Not too long ago, my grandson and I took a little weekend field trip. We passed one of the precast plants where they were making walls for a prison when he asked what they were doing. How do you explain to a 9-year-old boy thatthey have to make these walls strong enough to keep people inside a prison from boring through and escaping?
He asked if we could get a little closer when I told him what they were for. He wondered about the windows and doors, and he asked if they can make secret passageways like they do on TV.
After a 30-minute discussion on placing "those metal sticks in the wall" and the bars in the windows, he asked, "Could someone pay you not to make the concrete so strong so someone could cut through the walls with a pocketknife and get out?"
I tried to explain that if the walls weren't so thick, they still couldn't cut through them with a knife. The next question was inevitable: "Why?"
Then they were using a crane to load one of the walls onto a flatbed truck when he asked if they were really heavy enough to keep the wind from knocking them over. And how did they stick them together? About this time, I asked if he was hungry and suggested a burger and soda.
We were in a fast-food restaurant, and about halfway through the French fries, he asked, "Where else do they have to make the walls so strong that you can't cut through them?"

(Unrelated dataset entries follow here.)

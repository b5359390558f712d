//! Folio: generic two-table content backend.
//!
//! Blogs, pastes and static pages are served by one CRUD engine ([`CrudService`]) that is
//! generic over the [`Resource`] kind. Each resource lives in a record table (identity and
//! metadata) and a content table (body), written and read together.

pub mod config;
pub mod criteria;
pub mod error;
pub mod handlers;
pub mod resource;
pub mod response;
pub mod routes;
pub mod schema;
pub mod service;
pub mod sql;
pub mod state;
pub mod storage;
pub mod table;

pub use config::{load, table_registry, DatabaseConfig, ServerConfig};
pub use criteria::{ById, Criteria, FieldSource};
pub use error::{AppError, ConfigError};
pub use resource::{Page, Paste, Resource, StaticPage};
pub use routes::{common_routes_with_ready, resource_routes};
pub use schema::ensure_tables;
pub use service::CrudService;
pub use state::AppState;
pub use storage::{MemoryStorage, PgStorage, Storage, StorageError};
pub use table::{TableRegistry, Tables};
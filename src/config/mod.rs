pub mod types;
pub mod loader;
pub mod validator;

pub use types::*;
pub use loader::*;
pub use validator::*;
//! Error types module
//!
//! This module provides the core error types used throughout the inDoc
//! application. All errors are unified under the `AppError` enum which can
//! represent database, validation, dispatch, and other domain-specific errors.
//!
//! The `Database` variant and `From<sqlx::Error>` are gated behind the `sqlx`
//! feature so that consumers without a database dependency can still use the
//! error taxonomy.

use std::io;

#[cfg(feature = "sqlx")]
use sqlx::Error as SqlxError;

/// Log level for error reporting
#[derive(Debug, Clone, Copy, PartialEq, Eq)]
pub enum LogLevel {
    /// Debug level - for expected errors like validation failures
    Debug,
    /// Warning level - for recoverable issues like queue pressure
    Warn,
    /// Error level - for unexpected failures
    Error,
}

/// Metadata for error responses - defines how an error should be presented.
/// This trait allows errors to self-describe their HTTP response characteristics.
pub trait ErrorMetadata {
    /// HTTP status code to return
    fn http_status_code(&self) -> u16;

    /// Machine-readable error code (e.g., "DATABASE_ERROR")
    fn error_code(&self) -> &'static str;

    /// Whether this error is recoverable (can be retried)
    fn is_recoverable(&self) -> bool;

    /// Suggested action for the client
    fn suggested_action(&self) -> Option<&'static str>;

    /// Client-facing message (may differ from internal error message)
    fn client_message(&self) -> String;

    /// Whether details should be hidden in production
    fn is_sensitive(&self) -> bool;

    /// Log level for this error
    fn log_level(&self) -> LogLevel;
}

#[derive(Debug, thiserror::Error)]
pub enum AppError {
    #[cfg(feature = "sqlx")]
    #[error("Database error: {0}")]
    Database(#[source] SqlxError),

    #[cfg(not(feature = "sqlx"))]
    #[error("Database error: {0}")]
    Database(String),

    #[error("Invalid input: {0}")]
    InvalidInput(String),

    #[error("Bad request: {0}")]
    BadRequest(String),

    #[error("Not found: {0}")]
    NotFound(String),

    #[error("File too large: {0}")]
    PayloadTooLarge(String),

    #[error("Processing dispatch failed: {0}")]
    Dispatch(String),

    #[error("Unauthorized: {0}")]
    Unauthorized(String),

    #[error("Internal error: {0}")]
    Internal(String),

    #[error("Internal error with source")]
    InternalWithSource {
        message: String,
        #[source]
        source: anyhow::Error,
    },
}

// Error conversion implementations following Rust best practices
#[cfg(feature = "sqlx")]
impl From<SqlxError> for AppError {
    fn from(err: SqlxError) -> Self {
        AppError::Database(err)
    }
}

impl From<anyhow::Error> for AppError {
    fn from(err: anyhow::Error) -> Self {
        AppError::InternalWithSource {
            message: err.to_string(),
            source: err,
        }
    }
}

impl From<io::Error> for AppError {
    fn from(err: io::Error) -> Self {
        AppError::Internal(format!("IO error: {}", err))
    }
}

impl From<serde_json::Error> for AppError {
    fn from(err: serde_json::Error) -> Self {
        AppError::InvalidInput(format!("JSON parsing error: {}", err))
    }
}

impl From<uuid::Error> for AppError {
    fn from(err: uuid::Error) -> Self {
        AppError::InvalidInput(format!("UUID parsing error: {}", err))
    }
}

/// Static metadata for each variant: (http_status, error_code, recoverable,
/// suggested_action, sensitive, log_level). Reduces duplication in the
/// ErrorMetadata impl; client_message stays per-variant for dynamic content.
fn app_error_static_metadata(
    err: &AppError,
) -> (
    u16,
    &'static str,
    bool,
    Option<&'static str>,
    bool,
    LogLevel,
) {
    match err {
        AppError::Database(_) => (
            500,
            "DATABASE_ERROR",
            true,
            Some("Retry after a short delay"),
            true,
            LogLevel::Error,
        ),
        AppError::InvalidInput(_) => (
            400,
            "INVALID_INPUT",
            false,
            Some("Check request parameters and try again"),
            false,
            LogLevel::Debug,
        ),
        AppError::BadRequest(_) => (
            400,
            "BAD_REQUEST",
            false,
            Some("Check request format and parameters"),
            false,
            LogLevel::Debug,
        ),
        AppError::NotFound(_) => (
            404,
            "NOT_FOUND",
            false,
            Some("Verify the resource ID exists"),
            false,
            LogLevel::Debug,
        ),
        AppError::PayloadTooLarge(_) => (
            413,
            "PAYLOAD_TOO_LARGE",
            false,
            Some("Reduce file size"),
            false,
            LogLevel::Debug,
        ),
        AppError::Dispatch(_) => (
            503,
            "QUEUE_UNAVAILABLE",
            true,
            Some("Retry dispatch after a short delay; the document is kept in uploaded status"),
            true,
            LogLevel::Error,
        ),
        AppError::Unauthorized(_) => (
            401,
            "UNAUTHORIZED",
            false,
            Some("Check API key"),
            false,
            LogLevel::Debug,
        ),
        AppError::Internal(_) => (
            500,
            "INTERNAL_ERROR",
            true,
            Some("Retry after a short delay"),
            true,
            LogLevel::Error,
        ),
        AppError::InternalWithSource { .. } => (
            500,
            "INTERNAL_ERROR",
            true,
            Some("Retry after a short delay"),
            true,
            LogLevel::Error,
        ),
    }
}

impl AppError {
    /// Get the error type name for detailed error responses
    pub fn error_type(&self) -> &str {
        match self {
            AppError::Database(_) => "Database",
            AppError::InvalidInput(_) => "InvalidInput",
            AppError::BadRequest(_) => "BadRequest",
            AppError::NotFound(_) => "NotFound",
            AppError::PayloadTooLarge(_) => "PayloadTooLarge",
            AppError::Dispatch(_) => "Dispatch",
            AppError::Unauthorized(_) => "Unauthorized",
            AppError::Internal(_) => "Internal",
            AppError::InternalWithSource { .. } => "Internal",
        }
    }

    /// Get detailed error information including error chain
    pub fn detailed_message(&self) -> String {
        use std::error::Error;

        let mut details = self.to_string();

        let mut source = self.source();
        let mut depth = 0;
        while let Some(err) = source {
            depth += 1;
            if depth > 5 {
                details.push_str("\n  ... (truncated)");
                break;
            }
            details.push_str(&format!("\n  Caused by: {}", err));
            source = err.source();
        }

        details
    }
}

impl ErrorMetadata for AppError {
    fn http_status_code(&self) -> u16 {
        app_error_static_metadata(self).0
    }

    fn error_code(&self) -> &'static str {
        app_error_static_metadata(self).1
    }

    fn is_recoverable(&self) -> bool {
        app_error_static_metadata(self).2
    }

    fn suggested_action(&self) -> Option<&'static str> {
        app_error_static_metadata(self).3
    }

    fn is_sensitive(&self) -> bool {
        app_error_static_metadata(self).4
    }

    fn log_level(&self) -> LogLevel {
        app_error_static_metadata(self).5
    }

    fn client_message(&self) -> String {
        match self {
            AppError::Database(_) => "Failed to access database".to_string(),
            AppError::InvalidInput(ref msg) => msg.clone(),
            AppError::BadRequest(ref msg) => msg.clone(),
            AppError::NotFound(ref msg) => msg.clone(),
            AppError::PayloadTooLarge(ref msg) => msg.clone(),
            AppError::Dispatch(_) => "Processing queue unavailable".to_string(),
            AppError::Unauthorized(ref msg) => msg.clone(),
            AppError::Internal(_) => "Internal server error".to_string(),
            AppError::InternalWithSource { .. } => "Internal server error".to_string(),
        }
    }
}

#[cfg(test)]
mod tests {
    use super::*;

    #[test]
    fn test_error_metadata_database() {
        #[cfg(feature = "sqlx")]
        let err = AppError::from(sqlx::Error::PoolClosed);
        #[cfg(not(feature = "sqlx"))]
        let err = AppError::Database("pool closed".to_string());
        assert_eq!(err.http_status_code(), 500);
        assert_eq!(err.error_code(), "DATABASE_ERROR");
        assert!(err.is_recoverable());
        assert_eq!(err.client_message(), "Failed to access database");
        assert!(err.is_sensitive());
        assert_eq!(err.log_level(), LogLevel::Error);
    }

    #[test]
    fn test_error_metadata_not_found() {
        let err = AppError::NotFound("Document not found".to_string());
        assert_eq!(err.http_status_code(), 404);
        assert_eq!(err.error_code(), "NOT_FOUND");
        assert!(!err.is_recoverable());
        assert_eq!(err.client_message(), "Document not found");
        assert!(!err.is_sensitive());
        assert_eq!(err.log_level(), LogLevel::Debug);
    }

    #[test]
    fn test_error_metadata_dispatch() {
        let err = AppError::Dispatch("queue connection refused".to_string());
        assert_eq!(err.http_status_code(), 503);
        assert_eq!(err.error_code(), "QUEUE_UNAVAILABLE");
        assert!(err.is_recoverable());
        // Queue internals are not leaked to clients
        assert_eq!(err.client_message(), "Processing queue unavailable");
        assert!(err.is_sensitive());
        assert_eq!(err.log_level(), LogLevel::Error);
    }

    #[test]
    fn test_error_metadata_suggested_actions() {
        let err1 = AppError::NotFound("test".to_string());
        assert_eq!(
            err1.suggested_action(),
            Some("Verify the resource ID exists")
        );

        let err2 = AppError::InvalidInput("test".to_string());
        assert_eq!(
            err2.suggested_action(),
            Some("Check request parameters and try again")
        );
    }

    #[test]
    fn test_detailed_message_includes_source_chain() {
        let source = anyhow::anyhow!("connection reset");
        let err = AppError::InternalWithSource {
            message: "ingest failed".to_string(),
            source,
        };
        let details = err.detailed_message();
        assert!(details.contains("Caused by: connection reset"));
    }
}
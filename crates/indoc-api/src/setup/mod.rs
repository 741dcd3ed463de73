//! Application setup and initialization
//!
//! All application initialization logic lives here instead of main.rs for
//! better organization and testability.

pub mod database;
pub mod routes;
pub mod server;
pub mod services;
pub mod telemetry;

use crate::state::AppState;
use anyhow::{Context, Result};
use indoc_core::Config;
use std::sync::Arc;

/// Initialize the entire application
pub async fn initialize_app(config: Config) -> Result<(Arc<AppState>, axum::Router)> {
    // Validate configuration first - fail fast on misconfiguration
    config
        .validate()
        .context("Configuration validation failed")?;

    telemetry::init_tracing();

    tracing::info!("Configuration loaded and validated successfully");

    // Setup database
    let pool = database::setup_database(&config).await?;

    // Initialize repositories, the task queue, and the application state
    let state = services::initialize_services(&config, pool)?;

    // Setup routes
    let router = routes::setup_routes(&config, state.clone())?;

    Ok((state, router))
}
use chrono::{DateTime, Utc};
use indoc_core::models::{Task, TaskStatus, TaskType};
use indoc_core::AppError;
use sqlx::{PgPool, Postgres};
use uuid::Uuid;

/// Repository for the background task queue.
#[derive(Clone)]
pub struct TaskRepository {
    pool: PgPool,
}

impl TaskRepository {
    pub fn new(pool: PgPool) -> Self {
        Self { pool }
    }

    /// Enqueue a new task in pending status.
    #[tracing::instrument(skip(self, payload), fields(db.table = "tasks", db.operation = "insert", tenant_id = %tenant_id))]
    pub async fn create_task(
        &self,
        tenant_id: Uuid,
        task_type: TaskType,
        payload: serde_json::Value,
        priority: i32,
        max_retries: i32,
        timeout_seconds: i32,
    ) -> Result<Task, AppError> {
        let task = sqlx::query_as::<Postgres, Task>(
            r#"
            INSERT INTO tasks (tenant_id, task_type, payload, priority, max_retries, timeout_seconds)
            VALUES ($1, $2, $3, $4, $5, $6)
            RETURNING *
            "#,
        )
        .bind(tenant_id)
        .bind(task_type)
        .bind(&payload)
        .bind(priority)
        .bind(max_retries)
        .bind(timeout_seconds)
        .fetch_one(&self.pool)
        .await?;

        Ok(task)
    }

    /// Claim the next runnable pending task, marking it running.
    ///
    /// The inner select uses FOR UPDATE SKIP LOCKED so concurrent workers
    /// never claim the same row; tasks whose retry backoff has not elapsed
    /// (scheduled_at in the future) are skipped.
    #[tracing::instrument(skip(self), fields(db.table = "tasks", db.operation = "update"))]
    pub async fn claim_next_pending(&self) -> Result<Option<Task>, AppError> {
        let task = sqlx::query_as::<Postgres, Task>(
            r#"
            UPDATE tasks
            SET status = 'running', started_at = now(), updated_at = now()
            WHERE id = (
                SELECT id FROM tasks
                WHERE status = 'pending'
                  AND (scheduled_at IS NULL OR scheduled_at <= now())
                ORDER BY priority DESC, created_at ASC
                LIMIT 1
                FOR UPDATE SKIP LOCKED
            )
            RETURNING *
            "#,
        )
        .fetch_optional(&self.pool)
        .await?;

        Ok(task)
    }

    /// Mark a running task completed.
    #[tracing::instrument(skip(self), fields(db.table = "tasks", db.operation = "update", db.record_id = %id))]
    pub async fn complete_task(&self, id: Uuid) -> Result<(), AppError> {
        sqlx::query(
            "UPDATE tasks SET status = 'completed', finished_at = now(), updated_at = now() WHERE id = $1",
        )
        .bind(id)
        .execute(&self.pool)
        .await?;

        Ok(())
    }

    /// Reschedule a failed attempt for retry after a backoff.
    #[tracing::instrument(skip(self, error), fields(db.table = "tasks", db.operation = "update", db.record_id = %id))]
    pub async fn retry_task(
        &self,
        id: Uuid,
        error: &str,
        scheduled_at: DateTime<Utc>,
    ) -> Result<(), AppError> {
        sqlx::query(
            r#"
            UPDATE tasks
            SET status = 'pending', retry_count = retry_count + 1,
                last_error = $2, scheduled_at = $3, updated_at = now()
            WHERE id = $1
            "#,
        )
        .bind(id)
        .bind(error)
        .bind(scheduled_at)
        .execute(&self.pool)
        .await?;

        Ok(())
    }

    /// Mark a task permanently failed (retries exhausted).
    #[tracing::instrument(skip(self, error), fields(db.table = "tasks", db.operation = "update", db.record_id = %id))]
    pub async fn fail_task(&self, id: Uuid, error: &str) -> Result<(), AppError> {
        sqlx::query(
            r#"
            UPDATE tasks
            SET status = 'failed', last_error = $2, finished_at = now(), updated_at = now()
            WHERE id = $1
            "#,
        )
        .bind(id)
        .bind(error)
        .execute(&self.pool)
        .await?;

        Ok(())
    }

    /// Get a task by ID.
    #[tracing::instrument(skip(self), fields(db.table = "tasks", db.operation = "select", db.record_id = %id))]
    pub async fn get_task(&self, id: Uuid) -> Result<Option<Task>, AppError> {
        let task = sqlx::query_as::<Postgres, Task>("SELECT * FROM tasks WHERE id = $1")
            .bind(id)
            .fetch_optional(&self.pool)
            .await?;

        Ok(task)
    }

    /// Count tasks for a tenant in a given status. Used by tests.
    #[tracing::instrument(skip(self), fields(db.table = "tasks", db.operation = "select"))]
    pub async fn count_by_status(
        &self,
        tenant_id: Uuid,
        status: TaskStatus,
    ) -> Result<i64, AppError> {
        let count = sqlx::query_scalar::<Postgres, i64>(
            "SELECT COUNT(*) FROM tasks WHERE tenant_id = $1 AND status = $2",
        )
        .bind(tenant_id)
        .bind(status)
        .fetch_one(&self.pool)
        .await?;

        Ok(count)
    }
}
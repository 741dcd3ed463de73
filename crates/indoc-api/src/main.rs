mod api_doc;
mod auth;
mod error;
mod handlers;
mod services;
mod setup;
mod state;
mod task_dispatch;
mod task_handlers;
mod utils;

use indoc_core::Config;

// Use mimalloc as the global allocator for lower fragmentation when running
// inside containers.
#[global_allocator]
static GLOBAL: mimalloc::MiMalloc = mimalloc::MiMalloc;

#[tokio::main]
async fn main() -> Result<(), anyhow::Error> {
    // Load configuration
    let config = Config::from_env()?;

    // Initialize the application (database, services, routes)
    let (_state, router) = crate::setup::initialize_app(config.clone()).await?;

    // Start the server
    crate::setup::server::start_server(&config, router).await?;

    Ok(())
}
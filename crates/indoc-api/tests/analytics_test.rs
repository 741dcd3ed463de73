//! Analytics endpoint integration tests.
//!
//! Run with: `cargo test -p indoc-api --test analytics_test`
//! Requires Docker for testcontainers (Postgres).

mod helpers;

use helpers::{seed_tenant, setup_test_app, upload, API_KEY_HEADER};

#[tokio::test]
async fn test_summary_counts_documents_and_bytes() {
    let app = setup_test_app().await;
    let (_tenant_id, api_key) = seed_tenant(app.pool(), "Acme").await;

    upload(app.client(), &api_key, "a.txt", b"12345".to_vec()).await;
    upload(app.client(), &api_key, "b.txt", b"1234567890".to_vec()).await;

    let response = app
        .client()
        .get("/analytics/summary")
        .add_header(API_KEY_HEADER, api_key.as_str())
        .await;
    response.assert_status_ok();
    let body = response.json::<serde_json::Value>();

    assert_eq!(body["totals"]["documents"], 2);
    assert_eq!(body["totals"]["storage_bytes"], 15);
    // No worker pool in tests, so nothing reaches `ready`.
    assert_eq!(body["totals"]["ready"], 0);
}

#[tokio::test]
async fn test_summary_is_scoped_to_tenant() {
    let app = setup_test_app().await;
    let (_tenant_a, key_a) = seed_tenant(app.pool(), "Acme").await;
    let (_tenant_b, key_b) = seed_tenant(app.pool(), "Globex").await;

    upload(app.client(), &key_a, "a.txt", b"alpha".to_vec()).await;

    let response = app
        .client()
        .get("/analytics/summary")
        .add_header(API_KEY_HEADER, key_b.as_str())
        .await;
    response.assert_status_ok();
    let body = response.json::<serde_json::Value>();

    assert_eq!(body["totals"]["documents"], 0);
    assert_eq!(body["totals"]["storage_bytes"], 0);
}

#[tokio::test]
async fn test_processing_summary_groups_by_status() {
    let app = setup_test_app().await;
    let (tenant_id, api_key) = seed_tenant(app.pool(), "Acme").await;

    let first = upload(app.client(), &api_key, "a.pdf", b"doc a".to_vec()).await;
    upload(app.client(), &api_key, "b.pdf", b"doc b".to_vec()).await;

    // Mark one document ready, as a worker would after processing.
    let first_id =
        uuid::Uuid::parse_str(first["document"]["id"].as_str().expect("id")).expect("uuid");
    sqlx::query("UPDATE documents SET status = 'ready' WHERE tenant_id = $1 AND id = $2")
        .bind(tenant_id)
        .bind(first_id)
        .execute(app.pool())
        .await
        .expect("Failed to mark document ready");

    let response = app
        .client()
        .get("/analytics/processing")
        .add_header(API_KEY_HEADER, api_key.as_str())
        .await;
    response.assert_status_ok();
    let body = response.json::<serde_json::Value>();

    assert_eq!(body["status_counts"]["ready"], 1);
    assert_eq!(body["status_counts"]["processing"], 1);
    assert_eq!(body["processed_total"], 1);
}

#[tokio::test]
async fn test_analytics_requires_api_key() {
    let app = setup_test_app().await;

    let response = app.client().get("/analytics/summary").await;
    assert_eq!(response.status_code(), 401);
}
//! Common utilities for the upload handler

use axum::extract::Multipart;
use indoc_core::AppError;

/// Extract file data, filename, and content type from multipart form.
/// Only one field named "file" is accepted; multiple file fields are rejected.
pub async fn extract_multipart_file(
    mut multipart: Multipart,
) -> Result<(Vec<u8>, String, String), AppError> {
    let mut file_data: Option<Vec<u8>> = None;
    let mut filename: Option<String> = None;
    let mut content_type: Option<String> = None;

    while let Some(field) = multipart
        .next_field()
        .await
        .map_err(|e| AppError::InvalidInput(format!("Failed to read multipart: {}", e)))?
    {
        let field_name = field.name().map(|s| s.to_string()).unwrap_or_default();

        if field_name == "file" {
            if file_data.is_some() {
                return Err(AppError::InvalidInput(
                    "Multiple file fields are not allowed; send exactly one field named 'file'"
                        .to_string(),
                ));
            }
            filename = field.file_name().map(|s: &str| s.to_string());
            content_type = field.content_type().map(|s: &str| s.to_string());

            let data = field
                .bytes()
                .await
                .map_err(|e| AppError::InvalidInput(format!("Failed to read file data: {}", e)))?;

            file_data = Some(data.to_vec());
        }
    }

    let file_data =
        file_data.ok_or_else(|| AppError::InvalidInput("No file provided".to_string()))?;

    let original_filename = filename.unwrap_or_else(|| "unknown".to_string());
    let content_type = content_type.unwrap_or_else(|| "application/octet-stream".to_string());

    Ok((file_data, original_filename, content_type))
}

/// Validate file size against the configured maximum.
pub fn validate_file_size(file_size: usize, max_size: usize) -> Result<(), AppError> {
    if file_size > max_size {
        return Err(AppError::PayloadTooLarge(format!(
            "File size exceeds maximum allowed size of {} MB",
            max_size / 1024 / 1024
        )));
    }
    Ok(())
}

/// Lowercased extension of a filename, empty when there is none.
pub fn file_extension(filename: &str) -> String {
    match filename.rsplit_once('.') {
        Some((stem, ext)) if !stem.is_empty() => ext.to_lowercase(),
        _ => String::new(),
    }
}

/// Whether the filename carries an extension from the allowlist.
pub fn is_allowed_extension(filename: &str, allowed_extensions: &[String]) -> bool {
    let extension = file_extension(filename);
    !extension.is_empty() && allowed_extensions.iter().any(|e| *e == extension)
}

/// Sanitize filename to prevent path traversal and invalid characters.
/// Returns an error if the filename contains path traversal attempts.
pub fn sanitize_filename(filename: &str) -> Result<String, AppError> {
    const MAX_FILENAME_LENGTH: usize = 255;

    if filename.contains("..") {
        return Err(AppError::InvalidInput(
            "Filename contains invalid path traversal".to_string(),
        ));
    }

    let path = std::path::Path::new(filename);
    let filename_only = path
        .file_name()
        .and_then(|n| n.to_str())
        .unwrap_or(filename);

    let sanitized: String = filename_only
        .chars()
        .take(MAX_FILENAME_LENGTH)
        .map(|c| {
            if c.is_alphanumeric() || c == '.' || c == '-' || c == '_' {
                c
            } else {
                '_'
            }
        })
        .collect();

    if sanitized.trim().is_empty() || sanitized.len() < 3 {
        return Ok("file".to_string());
    }

    Ok(sanitized)
}

#[cfg(test)]
mod tests {
    use super::*;

    fn allowed() -> Vec<String> {
        indoc_core::config::SUPPORTED_EXTENSIONS
            .iter()
            .map(|s| s.to_string())
            .collect()
    }

    #[test]
    fn sanitize_filename_rejects_path_traversal() {
        assert!(sanitize_filename("..").is_err());
        assert!(sanitize_filename("foo/../bar").is_err());
        assert!(sanitize_filename("....").is_err());
    }

    #[test]
    fn sanitize_filename_accepts_valid_names() {
        assert_eq!(sanitize_filename("report.pdf").unwrap(), "report.pdf");
        assert_eq!(sanitize_filename("my-file_1.txt").unwrap(), "my-file_1.txt");
    }

    #[test]
    fn sanitize_filename_replaces_invalid_characters() {
        assert_eq!(
            sanitize_filename("notes (final).txt").unwrap(),
            "notes__final_.txt"
        );
    }

    #[test]
    fn extension_allowlist_accepts_known_formats() {
        for name in ["a.pdf", "b.DOCX", "c.txt", "d.eml", "e.jpeg"] {
            assert!(is_allowed_extension(name, &allowed()), "rejected {}", name);
        }
    }

    #[test]
    fn extension_allowlist_rejects_unknown_formats() {
        for name in ["virus.exe", "archive.zip", "noextension", ".pdf"] {
            assert!(!is_allowed_extension(name, &allowed()), "accepted {}", name);
        }
    }

    #[test]
    fn validate_file_size_enforces_limit() {
        assert!(validate_file_size(10, 100).is_ok());
        assert!(validate_file_size(101, 100).is_err());
    }
}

The couple seated at the next table looked perplexed at the question and strained to hear the conversation. My next thought was how to explain the details of putting this big concrete puzzle together.Recalling Legos
Then it came to me: Legos. I played with them when I was his age, and even though he had his electronic games with him, I suggested we go shopping for something that would help him understand. Two hours and $22.99 later, we were on the den floor making ourselves a little prison out of those pesky little building blocks.
Showing him the interlocking pieces, I told him that this was how the walls were put together. Of course, this brought back memories of when my sons played with these demons. I say demons because my most recent memory of them was stepping on them in the middle of the night when I came downstairs to get a drink of water or raid the refrigerator.
We got everything done except the roof when his mom came in. "We're building a prisoner's house," he said. Of course, mom and grandmother wanted to know where this came from, and I just simply told them that it would take too long to explain.
He spent the night with us, and the next morning when I came downstairs, there he sat in the middle of the den floor with all of the blocks almost put together. But there was something different about this building.
I asked who the little green man was inside, and he told me that it was GI Joe. "That's what happens to you when you don't eat your vegetables," he said.